The Man Called Big Country and Rainbow Fingered Girl

The reaffirmation of knowledge I received from last night’s drunken/stoned jaunt downtown is that change through political protest comes on about as fast as paint drying-more like the growth of a plant. The Occupy fiasco downtown waxes and wanes, surviving off the blood of the more strange walks of life. This is why I walk among them unharmed, they smell no fear on me. It was a beautiful evening out last night which typically thaws out a huge gathering of zombies down on Colfax and Broadway so I made it a point to go down and see what might develop. Every trip down there’s a crap shoot and I love to throw the dice folks. On this particular trip I was persuaded into taking one of my offspring, one of my political enthusiast daughters that (for the sake of this blog) I’ll call Uffie (her newly deemed nickname). She is quite aware of her father’s delicate medical condition, just like Hemmingway’s kids knew of his-not to compare myself with that gifted novelist other than the fact that I tend to go on drug induced binges like he drank. I’m more of the stoned out peace freak type, not a Joan Crawford screaming belligerent type.

We hopped on the downtown bus. Uffie carryied her prized possession; a pair of multi colored light up gloves. These things are quite the show and would have gone over big in the 60’s, back when acid rock bands threw colored psychedelic backgrounds behind the amps on huge white tarps to entertain the crowds. Uffie is a big rave dance fan and loves to go into free spirit dancing with those gloves turned on. I agreed with here that the gloves would be a nice sideshow for the troops down there. By the time we arrived at the protesters encampment it was dark and the weather still held a comfortable median. No one can say from one day to the next how large the crowds down there will be; tonight’s showing was about 25-30 active protestors with big signs and bongos, whooping it up on Broadway. Diminutive in actual numbers, what they lacked in headcount they more than made up for in tenacity. They were charging out in the streets toward passing patrol cars with huge signs that said FUCK THE POLICE, raving at anyone cruising southbound like pissed off banshees. There was a parked patrol car at the edge of their rally, some 200 yards away, and a group of them decided to go over and ‘harass the pig’. My daughter being quite the political enthusiast and a teenager as well wanted to join in on the fun, earn some street cred. I was a bit reluctant as I could imagine how good that would look, me and her getting thrown in the can together, a true father/daughter moment Hallmark would cry for; what the hell I thought, let her get her ya-yas out. The police were in a mild mood tonight and I judged it to be safe-for now. If these monsters could run at a patrol car carrying signs saying ‘fuck the police’ you could pretty much assume things hadn’t heated up to a dangerous point. She ran ahead with the group of picketers who ranged in age from 14 to 65 and stood with the zombies around the patrol car while they all chanted, signs bobbing, voices howling to the full moon. My God I thought. I think my daughter’s turning into a zombie! I fumbled with my Ipod piece of shit camera to capture this Kodak moment and came away with a series of blurred head shots. Time for more dope I thought, but not in front of the cop. That might be pushing things a bit far.

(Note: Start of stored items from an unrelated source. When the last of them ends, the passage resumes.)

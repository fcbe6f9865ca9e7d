//! API Client — the single choke point for all authenticated backend calls.
//!
//! ARCHITECTURAL RULE: no other module may talk to the backend directly.
//! Every request goes through `ApiClient` so that token attachment and
//! failure classification are uniform.
//!
//! Classification precedence on a non-success response:
//!   1. 401            -> session invalid; notice + deferred login redirect
//!   2. 429            -> quota exhausted; upgrade event + notice
//!   3. 403 gated code -> feature unavailable; upgrade event + notice
//!   4. anything else  -> generic failure notice
//!
//! Side-effect contract: exactly one transient notice per failed call, and
//! exactly one published upgrade event per gated failure. No retries, no
//! backoff — callers receive the rejection and decide for themselves.

use std::sync::Arc;
use std::time::Duration;

use reqwest::{Client, Method, StatusCode};
use serde::de::DeserializeOwned;
use serde::Deserialize;
use tracing::debug;

use crate::auth::Session;
use crate::errors::ApiError;
use crate::events::{UpgradeEvent, UpgradeNotifier};
use crate::nav::{Navigator, LOGIN_ROUTE};
use crate::notices::{NoticeLevel, NoticeSink};
use crate::quota::models::{QuotaSnapshot, Tier};
use crate::subscription::Subscription;

pub const QUOTA_PATH: &str = "/api/v1/quota";
pub const SUBSCRIPTION_PATH: &str = "/api/v1/subscription";
pub const SUBSCRIPTION_CANCEL_PATH: &str = "/api/v1/subscription/cancel";

/// Grace period before the login redirect fires on a 401 — long enough for
/// the session-expired notice to be seen, not a retry window.
pub const LOGIN_REDIRECT_DELAY: Duration = Duration::from_secs(2);

const REQUEST_TIMEOUT: Duration = Duration::from_secs(30);

/// Error-body code the backend uses for plan-gated 403s. Other 403s take
/// the generic branch.
const FEATURE_GATED_CODE: &str = "Feature not available";

const SESSION_EXPIRED_MESSAGE: &str = "Your session has expired. Please sign in again.";
const DEFAULT_LIMIT_MESSAGE: &str = "You have reached your usage limit for this feature.";
const DEFAULT_GATED_MESSAGE: &str = "This feature is not available on your current plan.";
const GENERIC_FAILURE_MESSAGE: &str = "Something went wrong. Please try again.";

/// Error body shape of the backend's gated-error contract. Every field is
/// optional — a malformed or empty body classifies on status alone.
#[derive(Debug, Default, Deserialize)]
#[serde(default, rename_all = "camelCase")]
struct ErrorBody {
    error: Option<String>,
    message: Option<String>,
    feature: Option<String>,
    upgrade_required: Option<Tier>,
    used: Option<u64>,
    limit: Option<u64>,
}

#[derive(Clone)]
pub struct ApiClient {
    http: Client,
    base_url: String,
    session: Arc<dyn Session>,
    notifier: UpgradeNotifier,
    notices: Arc<dyn NoticeSink>,
    navigator: Arc<dyn Navigator>,
}

impl ApiClient {
    pub fn new(
        base_url: String,
        session: Arc<dyn Session>,
        notifier: UpgradeNotifier,
        notices: Arc<dyn NoticeSink>,
        navigator: Arc<dyn Navigator>,
    ) -> Self {
        Self {
            http: Client::builder()
                .timeout(REQUEST_TIMEOUT)
                .build()
                .expect("Failed to build HTTP client"),
            base_url,
            session,
            notifier,
            notices,
            navigator,
        }
    }

    /// GET the per-user quota snapshot for the current month.
    pub async fn fetch_quota(&self) -> Result<QuotaSnapshot, ApiError> {
        self.get_json(QUOTA_PATH).await
    }

    /// GET the current subscription record.
    pub async fn fetch_subscription(&self) -> Result<Subscription, ApiError> {
        self.get_json(SUBSCRIPTION_PATH).await
    }

    /// POST the subscription cancel action. Callers refetch afterwards;
    /// nothing is mutated locally.
    pub async fn cancel_subscription(&self) -> Result<(), ApiError> {
        self.send(Method::POST, SUBSCRIPTION_CANCEL_PATH).await?;
        Ok(())
    }

    pub async fn get_json<T: DeserializeOwned>(&self, path: &str) -> Result<T, ApiError> {
        let response = self.send(Method::GET, path).await?;
        Ok(response.json().await?)
    }

    /// Whether the session currently holds a bearer token.
    pub async fn is_authenticated(&self) -> bool {
        matches!(self.session.bearer_token().await, Ok(Some(_)))
    }

    pub fn session_tier(&self) -> Option<Tier> {
        self.session.tier()
    }

    /// Attach the bearer token (when the session has one), send, and
    /// classify any failure. Token-fetch failure downgrades the request to
    /// unauthenticated rather than failing it.
    async fn send(&self, method: Method, path: &str) -> Result<reqwest::Response, ApiError> {
        let url = format!("{}{}", self.base_url, path);
        let mut request = self.http.request(method, &url);

        match self.session.bearer_token().await {
            Ok(Some(token)) => request = request.bearer_auth(token),
            Ok(None) => {}
            Err(e) => debug!("token fetch failed, sending unauthenticated: {e:#}"),
        }

        let response = match request.send().await {
            Ok(r) => r,
            Err(e) => {
                // no response at all: falls through to the generic branch
                self.notices.notify(NoticeLevel::Error, GENERIC_FAILURE_MESSAGE);
                return Err(ApiError::Http(e));
            }
        };

        let status = response.status();
        if status.is_success() {
            return Ok(response);
        }

        let text = response.text().await.unwrap_or_default();
        let body: ErrorBody = serde_json::from_str(&text).unwrap_or_default();
        Err(self.classify(status, body))
    }

    fn classify(&self, status: StatusCode, body: ErrorBody) -> ApiError {
        match status {
            StatusCode::UNAUTHORIZED => {
                self.notices.notify(NoticeLevel::Warning, SESSION_EXPIRED_MESSAGE);
                self.schedule_login_redirect();
                ApiError::AuthExpired
            }
            StatusCode::TOO_MANY_REQUESTS => {
                let message = body
                    .message
                    .unwrap_or_else(|| DEFAULT_LIMIT_MESSAGE.to_string());
                self.notifier.publish(UpgradeEvent {
                    feature: body.feature.clone(),
                    upgrade_required: body.upgrade_required,
                    used: body.used,
                    limit: body.limit,
                    current_tier: self.current_tier(),
                });
                self.notices.notify(NoticeLevel::Warning, &message);
                ApiError::QuotaExceeded {
                    message,
                    feature: body.feature,
                    upgrade_required: body.upgrade_required,
                    used: body.used,
                    limit: body.limit,
                }
            }
            StatusCode::FORBIDDEN if body.error.as_deref() == Some(FEATURE_GATED_CODE) => {
                let message = body
                    .message
                    .unwrap_or_else(|| DEFAULT_GATED_MESSAGE.to_string());
                self.notifier.publish(UpgradeEvent {
                    feature: body.feature.clone(),
                    upgrade_required: body.upgrade_required,
                    used: None,
                    limit: None,
                    current_tier: self.current_tier(),
                });
                self.notices.notify(NoticeLevel::Warning, &message);
                ApiError::FeatureGated {
                    message,
                    feature: body.feature,
                    upgrade_required: body.upgrade_required,
                }
            }
            _ => {
                let message = body
                    .message
                    .unwrap_or_else(|| GENERIC_FAILURE_MESSAGE.to_string());
                self.notices.notify(NoticeLevel::Error, &message);
                ApiError::Server {
                    status: status.as_u16(),
                    message,
                }
            }
        }
    }

    /// Tier carried on upgrade events: the session's known tier, falling
    /// back to free only when the session cannot say.
    fn current_tier(&self) -> Tier {
        self.session.tier().unwrap_or(Tier::Free)
    }

    fn schedule_login_redirect(&self) {
        let navigator = Arc::clone(&self.navigator);
        tokio::spawn(async move {
            tokio::time::sleep(LOGIN_REDIRECT_DELAY).await;
            navigator.navigate(LOGIN_ROUTE);
        });
    }
}
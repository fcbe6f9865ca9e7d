mod api;
mod auth;
mod config;
mod errors;
mod events;
mod modal;
mod nav;
mod notices;
mod quota;
mod subscription;

use std::sync::Arc;

use anyhow::Result;
use tracing::info;
use tracing_subscriber::{layer::SubscriberExt, util::SubscriberInitExt, EnvFilter};

use crate::api::ApiClient;
use crate::auth::StaticSession;
use crate::config::Config;
use crate::events::UpgradeNotifier;
use crate::nav::{Navigator, TracingNavigator};
use crate::notices::{NoticeSink, TracingNotices};
use crate::quota::panel::QuotaPanel;
use crate::subscription::SubscriptionPanel;

#[tokio::main]
async fn main() -> Result<()> {
    let config = Config::from_env()?;

    // Initialize structured logging
    tracing_subscriber::registry()
        .with(EnvFilter::try_from_default_env().unwrap_or_else(|_| {
            EnvFilter::new(format!("careercraft_client={}", &config.rust_log))
        }))
        .with(tracing_subscriber::fmt::layer())
        .init();

    info!("Starting CareerCraft dashboard v{}", env!("CARGO_PKG_VERSION"));

    let session = Arc::new(StaticSession::new(config.auth_token.clone(), config.tier));
    let notifier = UpgradeNotifier::new();
    let notices: Arc<dyn NoticeSink> = Arc::new(TracingNotices);
    let navigator: Arc<dyn Navigator> = Arc::new(TracingNavigator);

    let api = ApiClient::new(
        config.api_base_url.clone(),
        session,
        notifier.clone(),
        notices,
        navigator,
    );
    info!("API client initialized ({})", config.api_base_url);

    // Mount the upgrade modal at the root before any request can raise an
    // upgrade event — unmounted listeners miss events by design.
    let modal = modal::mount(&notifier);

    let panel = QuotaPanel::new(api.clone());
    if api.is_authenticated().await {
        panel.refresh().await;
    } else {
        info!("no auth token configured; skipping quota fetch");
    }

    match panel.current() {
        Some(view) => {
            println!(
                "{} plan — {} — resets in {} day(s)",
                view.tier.display_name(),
                view.month,
                view.days_until_reset
            );
            for row in &view.rows {
                println!("  {}", row.describe());
            }
        }
        None => println!("Quota unavailable."),
    }

    let subscription = SubscriptionPanel::new(api.clone());
    match subscription.load().await {
        Ok(sub) => println!("Subscription: {}", sub.summary()),
        Err(e) => info!("subscription fetch failed: {e}"),
    }

    // If any of the calls above hit a gate, the modal is holding the prompt.
    if let Some(prompt) = modal.with(|m| m.prompt().cloned()) {
        println!("{}", prompt.headline());
    }

    modal.unmount();
    Ok(())
}
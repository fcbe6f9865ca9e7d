//! Upgrade modal — the upsell surface driven by the upgrade notifier.
//!
//! Pure renderer of the last received payload; it never fetches data.
//! State machine: Closed -> Open(prompt) on event -> Closed on dismiss or
//! upgrade-click. A second event while open simply overwrites the displayed
//! prompt (last-write-wins, no queue).

use std::sync::{Arc, Mutex};

use tokio::sync::broadcast::error::RecvError;
use tokio::task::JoinHandle;
use tracing::{info, warn};

use crate::events::{UpgradeEvent, UpgradeNotifier};
use crate::nav::{Navigator, PLANS_ROUTE};
use crate::quota::models::Tier;

/// Display fallback when a gated response named no feature.
pub const FALLBACK_FEATURE: &str = "this feature";

/// What the modal shows: the event payload with display defaults applied.
#[derive(Debug, Clone, PartialEq, Eq)]
pub struct UpgradePrompt {
    pub feature: String,
    pub upgrade_required: Tier,
    pub used: Option<u64>,
    pub limit: Option<u64>,
    pub current_tier: Tier,
}

impl From<UpgradeEvent> for UpgradePrompt {
    fn from(event: UpgradeEvent) -> Self {
        Self {
            feature: event.feature.unwrap_or_else(|| FALLBACK_FEATURE.to_string()),
            upgrade_required: event.upgrade_required.unwrap_or(Tier::Premium),
            used: event.used,
            limit: event.limit,
            current_tier: event.current_tier,
        }
    }
}

impl UpgradePrompt {
    pub fn headline(&self) -> String {
        format!(
            "Upgrade to {} to keep using {}",
            self.upgrade_required.display_name(),
            self.feature
        )
    }
}

#[derive(Debug, Default)]
pub enum ModalState {
    #[default]
    Closed,
    Open(UpgradePrompt),
}

#[derive(Debug, Default)]
pub struct UpgradeModal {
    state: ModalState,
}

impl UpgradeModal {
    /// Open with this event's payload, overwriting any prompt already shown.
    pub fn on_event(&mut self, event: UpgradeEvent) {
        self.state = ModalState::Open(event.into());
    }

    pub fn dismiss(&mut self) {
        self.state = ModalState::Closed;
    }

    /// Pure navigation — quota truth is refetched by the destination page,
    /// nothing is mutated here.
    pub fn upgrade_now(&mut self, navigator: &dyn Navigator) {
        navigator.navigate(PLANS_ROUTE);
        self.state = ModalState::Closed;
    }

    pub fn is_open(&self) -> bool {
        matches!(self.state, ModalState::Open(_))
    }

    pub fn prompt(&self) -> Option<&UpgradePrompt> {
        match &self.state {
            ModalState::Open(prompt) => Some(prompt),
            ModalState::Closed => None,
        }
    }
}

/// The mounted modal: a listener task feeding a shared state machine.
pub struct ModalHandle {
    inner: Arc<Mutex<UpgradeModal>>,
    task: JoinHandle<()>,
}

/// Subscribe to the notifier and drive the modal from its events. Mount this
/// once at the application root, before any gated action can occur.
pub fn mount(notifier: &UpgradeNotifier) -> ModalHandle {
    let inner = Arc::new(Mutex::new(UpgradeModal::default()));
    let modal = Arc::clone(&inner);
    let mut rx = notifier.subscribe();

    let task = tokio::spawn(async move {
        loop {
            match rx.recv().await {
                Ok(event) => {
                    info!(feature = ?event.feature, "upgrade prompt raised");
                    modal.lock().expect("poisoned modal lock").on_event(event);
                }
                Err(RecvError::Lagged(skipped)) => {
                    // last-write-wins: skipped prompts would have been
                    // overwritten anyway
                    warn!("modal listener lagged, skipped {skipped} events");
                }
                Err(RecvError::Closed) => break,
            }
        }
    });

    ModalHandle { inner, task }
}

impl ModalHandle {
    pub fn with<R>(&self, f: impl FnOnce(&mut UpgradeModal) -> R) -> R {
        f(&mut self.inner.lock().expect("poisoned modal lock"))
    }

    pub fn unmount(self) {
        self.task.abort();
    }
}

Everyone had their picture taken in front of the cop car holding the protest sign, then walked back to the tarps and circled gathering of the drunk and disorderly troops that entertained vehicles diving by. I told Uffie to go over by a tree and entertain the troops with her lit gloves. The gloves were a smash with the people down there, a light show to add to the festive celebration of moderate weather on their poor bones. I like to hunt out new souls to engage at the protest site and break the ice by offering them some food, drink and/or herb. This large figure who stood about 6 foot 3 and must have weighed around 300 pounds came walking by with a small water bottle in his hand. He would take the water bottle and position it near his crotch and allow water to spurt out, giving the appearance that he was taking a piss. Oh yea, I thought. This is the character for the evening, the prize winner to speak with and indulge with some Jim Beam and a bit of grass.